Why should a vote be viewed as something vague that cannot be taken at face value? No doubt, the big campaign in constituencies where the Lib Dems are in second place will involve persuading people to transfer. But why should they? Why should many thousands of Labour votes in areas that have a Tory majority be viewed as transferrable to the Lib Dems? Why not have a system of equalisation, whereby voters’ intentions are still taken into account, even if they are not for the winning candidate in a specific constituency? Why can’t first preferences be totalled regionally, so that a system of proportionality is introduced, but based on primary choices rather than secondary ones.
In many respects, AV is as fraught with the same imperfections as first past the post. For example, if you live in a constituency where Labour is in third place, your vote for Labour is totally disregarded and has no effect concerning Labour. It becomes a full-value vote for the Lib Dems, if you transfer to them. A dead vote (one you choose not to transfer) remains a dead vote.
Proposals about the north of Scotland as an exception so that three Lib Dem MPs with large constituencies but sparse populations are ring-fenced from the proposal, constitute a scam based on the self-interest of this opportunistic Government.
The proposals to reduce the number of MPs and equalise constituency sizes is another manoeuvre to tilt the balance so far away from Labour as to make it extremely difficult to elect a Labour government with a working majority. Cameron and his Tory backwoodsmen will be the main beneficiary of this so-called reform.
It is the Tories’ exploitation of the electoral roll as a base for calculation that gives credence to their proposals. Yet it is also their greatest weakness. Size of population should be the common denominator in these discussions. The electoral register, together with local and central government records, should be used to calculate the size of constituencies. The results could actually be beneficial to Labour, not just in blunting the opportunistic aspects of the Tories proposals but in identifying urban areas where mass-action campaigns could get people registered to vote.
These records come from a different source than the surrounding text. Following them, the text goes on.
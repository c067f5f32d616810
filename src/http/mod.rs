//! HTTP protocol handling subsystem.
//!
//! # Data Flow
//! ```text
//! TCP connection
//!     → server.rs (middleware: request ID, trace, CORS, timeout, body limit)
//!     → routes/ (health, voice, websocket, settings, /shutdown)
//!     → response.rs (errors as JSON)
//! ```

pub mod request;
pub mod response;
pub mod routes;
pub mod server;

pub use request::X_REQUEST_ID;
pub use response::ApiError;
pub use server::{AppState, HttpServer};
Why not move elections to a Sunday, so that the majority of working people have the same opportunity to choose when they vote as the rest of the electorate? The concept of equality of constituency size, based on population and not the electoral roll, should not considered until this levelling of the playing field is brought about.
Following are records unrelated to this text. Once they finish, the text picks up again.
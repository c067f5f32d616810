//! Rule-based emotion analysis for spoken lines.
//!
//! Three weighted pattern tables score a line: the emotion picks the base
//! preset, then urgency and the sentence ending nudge it. Results are
//! clamped to a range the engine renders naturally.

use once_cell::sync::Lazy;
use regex::Regex;
use serde::Serialize;

use crate::config::VoicePreset;

/// Scores at or below this fall back to the neutral category.
const MIN_SCORE: f64 = 0.3;

/// Prosody written into an engine audio query.
#[derive(Debug, Clone, Copy, PartialEq, Serialize)]
pub struct Prosody {
    pub pitch_scale: f64,
    pub speed_scale: f64,
    pub intonation_scale: f64,
    pub volume_scale: f64,
}

impl From<VoicePreset> for Prosody {
    fn from(preset: VoicePreset) -> Self {
        Self {
            pitch_scale: preset.pitch,
            speed_scale: preset.speed,
            intonation_scale: preset.intonation,
            volume_scale: 1.0,
        }
    }
}

#[derive(Debug, Clone, PartialEq, Serialize)]
pub struct Analysis {
    pub emotion: &'static str,
    pub parameters: Prosody,
    pub explanation: String,
}

#[derive(Debug, Clone, Copy, PartialEq, Eq)]
enum Urgency {
    Emergency,
    Warning,
    Normal,
}

#[derive(Debug, Clone, Copy, PartialEq, Eq)]
enum Ending {
    Question,
    Command,
    Exclamation,
    Plain,
}

struct Rule {
    regex: Regex,
    weight: f64,
}

fn compile(defs: &[(&str, f64)]) -> Vec<Rule> {
    defs.iter()
        .map(|&(pattern, weight)| Rule {
            regex: Regex::new(pattern)
                .unwrap_or_else(|e| panic!("BUG: invalid built-in pattern '{pattern}': {e}")),
            weight,
        })
        .collect()
}

fn score(rules: &[Rule], text: &str) -> f64 {
    rules
        .iter()
        .filter(|rule| rule.regex.is_match(text))
        .map(|rule| rule.weight)
        .sum()
}

/// Highest-scoring category, or `None` when nothing clears `MIN_SCORE`.
/// Ties go to the earlier table.
fn best<T: Copy>(tables: &[(T, Vec<Rule>)], text: &str) -> Option<(T, f64)> {
    let mut winner: Option<(T, f64)> = None;
    for (category, rules) in tables {
        let total = score(rules, text);
        if total > MIN_SCORE && winner.map_or(true, |(_, top)| total > top) {
            winner = Some((*category, total));
        }
    }
    winner.map(|(category, total)| (category, total.min(1.0)))
}

static EMOTIONS: Lazy<Vec<(&'static str, Vec<Rule>)>> = Lazy::new(|| {
    vec![
        (
            "happy",
            compile(&[
                (r"(?i)congrat|おめでと", 1.0),
                (r"(?i)amazing!|すごい[!！]", 1.0),
                (r"(?i)you did it|やりました", 0.8),
                (r"(?i)success|成功", 0.8),
                (r"(?i)wonderful|素晴らしい", 0.9),
                (r"(?i)level up|レベルアップ", 1.0),
                (r"♪", 0.5),
                (r"[!！]{2,}", 0.7),
            ]),
        ),
        (
            "worried",
            compile(&[
                (r"(?i)danger|危険", 0.9),
                (r"(?i)be careful|気をつけて", 0.8),
                (r"(?i)caution|注意", 0.8),
                (r"(?i)warning|警告", 0.9),
                (r"(?i)\b[2-4] zombies|ゾンビ.*[2-4]体", 1.0),
                (r"(?i)health is low|体力が(少な|危険)", 0.9),
                (r"(?i)heal|回復", 0.7),
                (r"\.{3}|…", 0.5),
            ]),
        ),
        (
            "surprised",
            compile(&[
                (r"[!！]{3,}", 1.0),
                (r"(?i)hurry|right now|急いで|すぐに", 0.9),
                (r"(?i)emergency|緊急", 1.0),
                (r"(?i)\b([5-9]|\d{2,}) zombies|ゾンビ.*5体以上", 1.0),
                (r"(?i)zombies? approaching|ゾンビ.*接近", 0.8),
                (r"(?i)danger.*!|危険.*[!！]", 0.9),
                (r"(?i)run away|get out|逃げて", 0.9),
            ]),
        ),
        (
            "gentle",
            compile(&[
                (r"(?i)let'?s do our best|頑張りましょう", 0.8),
                (r"(?i)good work|お疲れ様", 0.7),
                (r"(?i)take a (rest|break)|ゆっくり休んで", 0.7),
                (r"です(ね|よ)♪*$", 0.6),
                (r"♪+", 0.5),
            ]),
        ),
        (
            "sleepy",
            compile(&[
                (r"(?i)sleepy|眠い|むにゃ", 1.0),
                (r"(?i)good morning.*\.{3}|おはよう.*\.{3}", 0.8),
                (r"\.{3,}|…{2,}", 0.7),
                (r"(?i)zzz", 1.0),
                (r"(?i)yawn|ふわぁ", 0.9),
            ]),
        ),
    ]
});

static URGENCY: Lazy<Vec<(Urgency, Vec<Rule>)>> = Lazy::new(|| {
    vec![
        (
            Urgency::Emergency,
            compile(&[
                (r"(?i)hurry|right now|emergency|danger|すぐに|急いで|緊急|危険|[!！]{3,}", 0.9),
                (r"(?i)\b([5-9]|\d{2,}) zombies|ゾンビ.*5体以上", 1.0),
                (r"(?i)run away!|逃げて[!！]", 1.0),
            ]),
        ),
        (
            Urgency::Warning,
            compile(&[
                (r"(?i)caution|warning|be careful|\b[2-4] zombies|注意|警告|気をつけて|ゾンビ.*[2-4]体", 0.8),
                (r"(?i)health.*(low|danger)|体力.*危険", 0.8),
            ]),
        ),
        (
            Urgency::Normal,
            compile(&[
                (r"(?i)good morning|do our best|おはよう|頑張|です(ね|よ)", 0.7),
                (r"♪", 0.6),
            ]),
        ),
    ]
});

static ENDINGS: Lazy<Vec<(Ending, Vec<Rule>)>> = Lazy::new(|| {
    vec![
        (
            Ending::Question,
            compile(&[
                (r"[?？]$", 0.9),
                (r"(ですか|かな|かしら|ましょうか)$", 0.8),
            ]),
        ),
        (
            Ending::Command,
            compile(&[
                (r"(?i)^(please|hurry|run|get|stop|take)\b", 0.9),
                (r"(てください|なさい|ください|すべき)[!！]*$", 0.9),
            ]),
        ),
        (Ending::Exclamation, compile(&[(r"[!！]+$", 0.9)])),
    ]
});

/// Choose prosody for `text`.
///
/// `preset` resolves an emotion name to its configured base preset.
pub fn analyze<F>(text: &str, preset: F) -> Analysis
where
    F: Fn(&str) -> VoicePreset,
{
    let text = text.trim();
    let (emotion, _) = best(&EMOTIONS, text).unwrap_or(("normal", 0.5));
    let (urgency, urgency_score) = best(&URGENCY, text).unwrap_or((Urgency::Normal, 0.5));
    let (ending, ending_score) = best(&ENDINGS, text).unwrap_or((Ending::Plain, 0.5));

    let mut p = Prosody::from(preset(emotion));
    p.volume_scale = match emotion {
        "surprised" => 1.05,
        "sleepy" => 0.9,
        _ => 1.0,
    };

    match urgency {
        Urgency::Emergency => {
            p.speed_scale += 0.1 * urgency_score;
            p.intonation_scale += 0.2 * urgency_score;
            p.volume_scale += 0.05 * urgency_score;
        }
        Urgency::Warning => {
            p.speed_scale += 0.05 * urgency_score;
            p.pitch_scale -= 0.02 * urgency_score;
        }
        Urgency::Normal => {}
    }

    match ending {
        Ending::Question => {
            p.pitch_scale += 0.03 * ending_score;
            p.intonation_scale += 0.1 * ending_score;
        }
        Ending::Command => {
            p.speed_scale += 0.05 * ending_score;
            p.intonation_scale += 0.15 * ending_score;
        }
        Ending::Exclamation => {
            p.pitch_scale += 0.04 * ending_score;
            p.intonation_scale += 0.2 * ending_score;
        }
        Ending::Plain => {}
    }

    p.pitch_scale = p.pitch_scale.clamp(-0.15, 0.15);
    p.speed_scale = p.speed_scale.clamp(0.8, 1.1);
    p.intonation_scale = p.intonation_scale.clamp(0.8, 1.4);
    p.volume_scale = p.volume_scale.clamp(0.9, 1.05);

    Analysis {
        emotion,
        parameters: p,
        explanation: explain(emotion, urgency, ending),
    }
}

fn explain(emotion: &str, urgency: Urgency, ending: Ending) -> String {
    let base = match emotion {
        "happy" => "Bright, positive line: higher pitch and a lively pace",
        "worried" => "Mild warning: slightly lower pitch and restrained intonation",
        "surprised" => "Urgent warning: high pitch, fast pace and strong intonation",
        "gentle" => "Encouragement: calm, lower pitch and an easy pace",
        "sleepy" => "Drowsy line: low pitch and a slow pace",
        _ => "Default settings for a neutral line",
    };

    let mut parts = vec![base];
    match urgency {
        Urgency::Emergency => parts.push("high urgency raises speed and emphasis"),
        Urgency::Warning => parts.push("needs attention, so moderately emphasized"),
        Urgency::Normal => {}
    }
    match ending {
        Ending::Question => parts.push("question ending lifts pitch and intonation"),
        Ending::Command => parts.push("instruction stresses speed and intonation"),
        Ending::Exclamation => parts.push("exclamation adds intonation"),
        Ending::Plain => {}
    }
    parts.join(". ")
}

#[cfg(test)]
mod tests {
    use super::*;
    use crate::config::schema::VoiceConfig;

    fn run(text: &str) -> Analysis {
        let voice = VoiceConfig::default();
        analyze(text, |emotion| voice.preset(emotion))
    }

    #[test]
    fn test_plain_line_is_neutral() {
        let analysis = run("The meeting is at three");
        assert_eq!(analysis.emotion, "normal");
        assert_eq!(analysis.parameters, Prosody::from(VoicePreset::NEUTRAL));
        assert_eq!(analysis.explanation, "Default settings for a neutral line");
    }

    #[test]
    fn test_horde_warning_is_urgent_and_clamped() {
        let analysis = run("12 zombies approaching! Run away!!!");
        assert_eq!(analysis.emotion, "surprised");

        let p = analysis.parameters;
        assert_eq!(p.speed_scale, 1.1);
        assert_eq!(p.intonation_scale, 1.4);
        assert_eq!(p.volume_scale, 1.05);
        assert!(analysis.explanation.contains("high urgency"));
    }

    #[test]
    fn test_celebration_is_happy() {
        let analysis = run("Level up! Congratulations!!");
        assert_eq!(analysis.emotion, "happy");
        assert!(analysis.parameters.pitch_scale > 0.06);
        assert!(analysis.explanation.contains("exclamation"));
    }

    #[test]
    fn test_japanese_cues() {
        assert_eq!(run("むにゃ…おはようございます…").emotion, "sleepy");
        assert_eq!(run("今日もお仕事頑張りましょうね♪").emotion, "gentle");
    }

    #[test]
    fn test_question_lifts_pitch() {
        let analysis = run("Is the meeting at three?");
        assert!(analysis.parameters.pitch_scale > 0.0);
        assert!(analysis.explanation.contains("question"));
    }

    #[test]
    fn test_configured_preset_is_the_base() {
        let analysis = analyze("zzz", |_| VoicePreset {
            pitch: -0.1,
            intonation: 0.9,
            speed: 0.85,
        });
        assert_eq!(analysis.emotion, "sleepy");
        assert_eq!(analysis.parameters.speed_scale, 0.85);
        assert_eq!(analysis.parameters.volume_scale, 0.9);
    }
}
We should look to motivate and facilitate non-voters, not tinker with a system that disadvantages people who have to go to work. Sticking with the tradition of holding parliamentary elections on a Thursday benefits the leisured classes and should be changed to maximise turnout.
This, of all choices surrounding the conduct of polls, should be fair and equitable. The best solution is to hold elections over a full weekend with polls opening at 7am on Saturday and closing 7pm on Sunday. It is the “benign neglect” attitude of the right and centre-right when it comes to increasing voter registration that is so self-serving. The Tories know the disenfranchised would be more likely to vote for left or centre-left parties if they were registered.
The disgraceful scenes of voters being turned away in several constituencies at the 2010 general election must never be repeated. An Electoral Commission report based on the information on May 7 provided by returning officers said there was not a major problem. That’s like accepting a report from the Metropolitan Police concluding policing of demonstrations has the overwhelming support of Londoners.
The labour movement should actively oppose this squalid and opportunistic gerrymandering. No reform of the voting system should be instituted until it has been the subject of a royal commission and proposed recommendations subsequently included in party manifestos.